4. The Babe: Another gender- and age- specific one. The Babe is the female counter-part to the Hunk. Her driving sense and skills just about equal to that of the Hunk. She has her own theories about what the various parts of the vehicle are and what the road rules mean. The rear view mirror becomes, simply, a mirror in the hands of the Babe. The stop signal is a time to touch up the make up, readjust the clothes and paint the nails (if the signal is, say, Nandanam, she'll have enough time for said nails to dry and begin chipping). The Babe, however, is mostly harmless in comparison to the Hunk. Her most lethal weapon is the long-winded preparation to driving which goes something like: Open boot of the scooter, take out bottle of sunblock. Spread generous dollops on every inch of exposed skin, take out gloves, jacket, dupatta and begin to cover the self as if a blizzard's been predicted ("Oh, I don't want to get all tan!"). The Dupatta ritual is one of the most mystical aspects of the Babe's routine--a twist, a turn, a flip, a tuck and suddenly only the eyes stare out of the face hidden by the dupatta. Then comes the last, much lamented step: Wear helmet ("Dammit, do I have to?! It ruins my freshly washed, coloured, straightened hair!") and drive away.

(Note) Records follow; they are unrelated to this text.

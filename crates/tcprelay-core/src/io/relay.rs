//! Bidirectional relay coordinator.
//!
//! The two directions run as independent tasks. Each publishes exactly one
//! report on a shared two-slot channel. The coordinator takes the first
//! report as the relay's outcome, then drains the second and joins both
//! tasks before returning, so nothing outlives the call and nothing is
//! reported twice.

use std::sync::Arc;

use tokio::io::{AsyncRead, AsyncWrite};
use tokio::net::TcpStream;
use tokio::sync::mpsc;
use tokio::task::JoinHandle;
use tracing::{debug, warn};

use crate::error::{Direction, Leg, RelayError};
use crate::io::dial::dial;
use crate::io::forward::{Forwarder, LegSignal, Outcome, Report};
use crate::options::RelayOptions;

/// Trait for recording relay metrics.
///
/// Called once per successful write with the number of bytes forwarded.
pub trait RelayMetrics: Send + Sync {
    /// Record bytes forwarded from the inbound leg to the outbound leg.
    fn record_upstream(&self, bytes: u64);
    /// Record bytes forwarded from the outbound leg to the inbound leg.
    fn record_downstream(&self, bytes: u64);
}

/// No-op metrics implementation for cases where metrics aren't needed.
#[derive(Debug, Clone, Copy, Default)]
pub struct NoOpMetrics;

impl RelayMetrics for NoOpMetrics {
    #[inline]
    fn record_upstream(&self, _bytes: u64) {}
    #[inline]
    fn record_downstream(&self, _bytes: u64) {}
}

/// Bytes forwarded in each direction over one relay.
#[derive(Debug, Clone, Copy, Default, PartialEq, Eq)]
pub struct RelayStats {
    pub upstream_bytes: u64,
    pub downstream_bytes: u64,
}

/// A configured relay.
///
/// One `Relay` can serve any number of inbound connections; every call runs
/// an independent relay with no state shared between calls.
#[derive(Clone)]
pub struct Relay {
    options: RelayOptions,
    metrics: Arc<dyn RelayMetrics>,
}

impl std::fmt::Debug for Relay {
    fn fmt(&self, f: &mut std::fmt::Formatter<'_>) -> std::fmt::Result {
        f.debug_struct("Relay")
            .field("options", &self.options)
            .finish_non_exhaustive()
    }
}

impl Relay {
    /// Create a relay after validating its options.
    pub fn new(options: RelayOptions) -> Result<Self, RelayError> {
        options.validate()?;
        Ok(Self {
            options,
            metrics: Arc::new(NoOpMetrics),
        })
    }

    /// Record forwarded bytes to `metrics`.
    pub fn with_metrics(mut self, metrics: Arc<dyn RelayMetrics>) -> Self {
        self.metrics = metrics;
        self
    }

    pub fn options(&self) -> &RelayOptions {
        &self.options
    }

    /// Open the outbound leg.
    pub async fn dial(&self) -> Result<TcpStream, RelayError> {
        dial(&self.options).await
    }

    /// Dial the remote address, then forward until the relay ends.
    ///
    /// The inbound stream is consumed: if the dial fails it is dropped
    /// untouched. Callers that need it back on a failed dial use
    /// [`Relay::dial`] followed by [`Relay::forward`].
    pub async fn proxy(&self, inbound: TcpStream) -> Result<(), RelayError> {
        let outbound = self.dial().await?;
        self.forward(inbound, outbound).await
    }

    /// Forward between two established connections until the relay ends.
    ///
    /// Returns `Ok(())` when the first direction to finish did so because
    /// its source cleanly closed, otherwise the first direction's error.
    /// Both connections are closed when this returns.
    pub async fn forward(&self, inbound: TcpStream, outbound: TcpStream) -> Result<(), RelayError> {
        self.forward_with_stats(inbound, outbound).await.1
    }

    /// Like [`Relay::forward`], also returning per-direction byte counts.
    pub async fn forward_with_stats(
        &self,
        inbound: TcpStream,
        outbound: TcpStream,
    ) -> (RelayStats, Result<(), RelayError>) {
        let (in_r, in_w) = inbound.into_split();
        let (out_r, out_w) = outbound.into_split();
        self.forward_halves(in_r, in_w, out_r, out_w).await
    }

    async fn forward_halves<IR, IW, OR, OW>(
        &self,
        in_r: IR,
        in_w: IW,
        out_r: OR,
        out_w: OW,
    ) -> (RelayStats, Result<(), RelayError>)
    where
        IR: AsyncRead + Unpin + Send + 'static,
        IW: AsyncWrite + Unpin + Send + 'static,
        OR: AsyncRead + Unpin + Send + 'static,
        OW: AsyncWrite + Unpin + Send + 'static,
    {
        let inbound = LegSignal::new(Leg::Inbound);
        let outbound = LegSignal::new(Leg::Outbound);
        let (tx, mut rx) = mpsc::channel::<Report>(2);

        let upstream = tokio::spawn(
            Forwarder::new(
                Direction::Upstream,
                in_r,
                out_w,
                inbound.clone(),
                outbound.clone(),
                self.options.io_timeout,
                self.options.buffer_size,
                tx.clone(),
                self.metrics.clone(),
            )
            .run(),
        );
        let downstream = tokio::spawn(
            Forwarder::new(
                Direction::Downstream,
                out_r,
                in_w,
                outbound,
                inbound,
                self.options.io_timeout,
                self.options.buffer_size,
                tx,
                self.metrics.clone(),
            )
            .run(),
        );

        // Senders live only in the forwarders, so a missing report shows up
        // as a closed channel instead of a hang.
        let first = rx.recv().await;
        let second = rx.recv().await;

        let stats = RelayStats {
            upstream_bytes: join_forwarder(upstream, Direction::Upstream).await,
            downstream_bytes: join_forwarder(downstream, Direction::Downstream).await,
        };

        let result = settle(first, second);
        match &result {
            Ok(()) => debug!(
                upstream_bytes = stats.upstream_bytes,
                downstream_bytes = stats.downstream_bytes,
                "relay finished"
            ),
            Err(e) => debug!(
                upstream_bytes = stats.upstream_bytes,
                downstream_bytes = stats.downstream_bytes,
                error = %e,
                "relay failed"
            ),
        }
        (stats, result)
    }
}

async fn join_forwarder(handle: JoinHandle<u64>, direction: Direction) -> u64 {
    match handle.await {
        Ok(bytes) => bytes,
        Err(e) => {
            warn!(direction = %direction, error = %e, "forwarder task failed");
            0
        }
    }
}

/// Reduce the two reports of a relay to its single outcome.
///
/// The first report decides. The second is only logged; its detail is not
/// surfaced to the caller. With no report at all there is no direction to
/// blame, so the abort carries none.
fn settle(first: Option<Report>, second: Option<Report>) -> Result<(), RelayError> {
    let Some(first) = first else {
        return Err(RelayError::ForwarderAborted(None));
    };

    match &second {
        Some(drained) => match &drained.outcome {
            Outcome::GracefulEnd => {
                debug!(direction = %drained.direction, "drained graceful end")
            }
            Outcome::Failed(e) => {
                debug!(direction = %drained.direction, error = %e, "drained forwarder error")
            }
        },
        None => warn!(
            direction = %other(first.direction),
            "forwarder ended without reporting"
        ),
    }

    match first.outcome {
        Outcome::Failed(e) => Err(e),
        Outcome::GracefulEnd if second.is_none() => {
            Err(RelayError::ForwarderAborted(Some(other(first.direction))))
        }
        Outcome::GracefulEnd => Ok(()),
    }
}

fn other(direction: Direction) -> Direction {
    match direction {
        Direction::Upstream => Direction::Downstream,
        Direction::Downstream => Direction::Upstream,
    }
}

5. The Stickler: The Stickler, aka the Nitpicker, is a truly wondrous and indecipherable species of drivers. The Stickler actually believes in and follows the road rules. The Stickler can read various road signs. The Stickler actually passed the driving test fair and square without bribing various officials. The Stickler carries all his papers with him all the time. The Stickler makes sure his vandi is spic-and-span though it might be 20 years old. The Stickler puts up his hand when he's at the head of the signal to show that he's stopped. The Stickler stops at the stop line. The Stickler wore a helmet before it was made compulsory. The Stickler never allows his petrol indicator to touch the red line. The Stickler is often middle-aged. The Stickler is an endangered species. Save the Stickler!

Well, there you go. These are some of the chief races of drivers. There are other categories like The Spitter, Dopey, The Nervous Fumbler, The Honker, Foul Mouth etc. Certain groups like The Autodriver can have whole posts, if not books, written on them. But you would be considered a seasoned Chennai-ite and driver if you have encountered and survived these five basic groups.

Happy Bumping Along!

Disclaimer!

The opinions expressed herein are not necessarily those of my employer, not necessarily mine, and probably not necessary.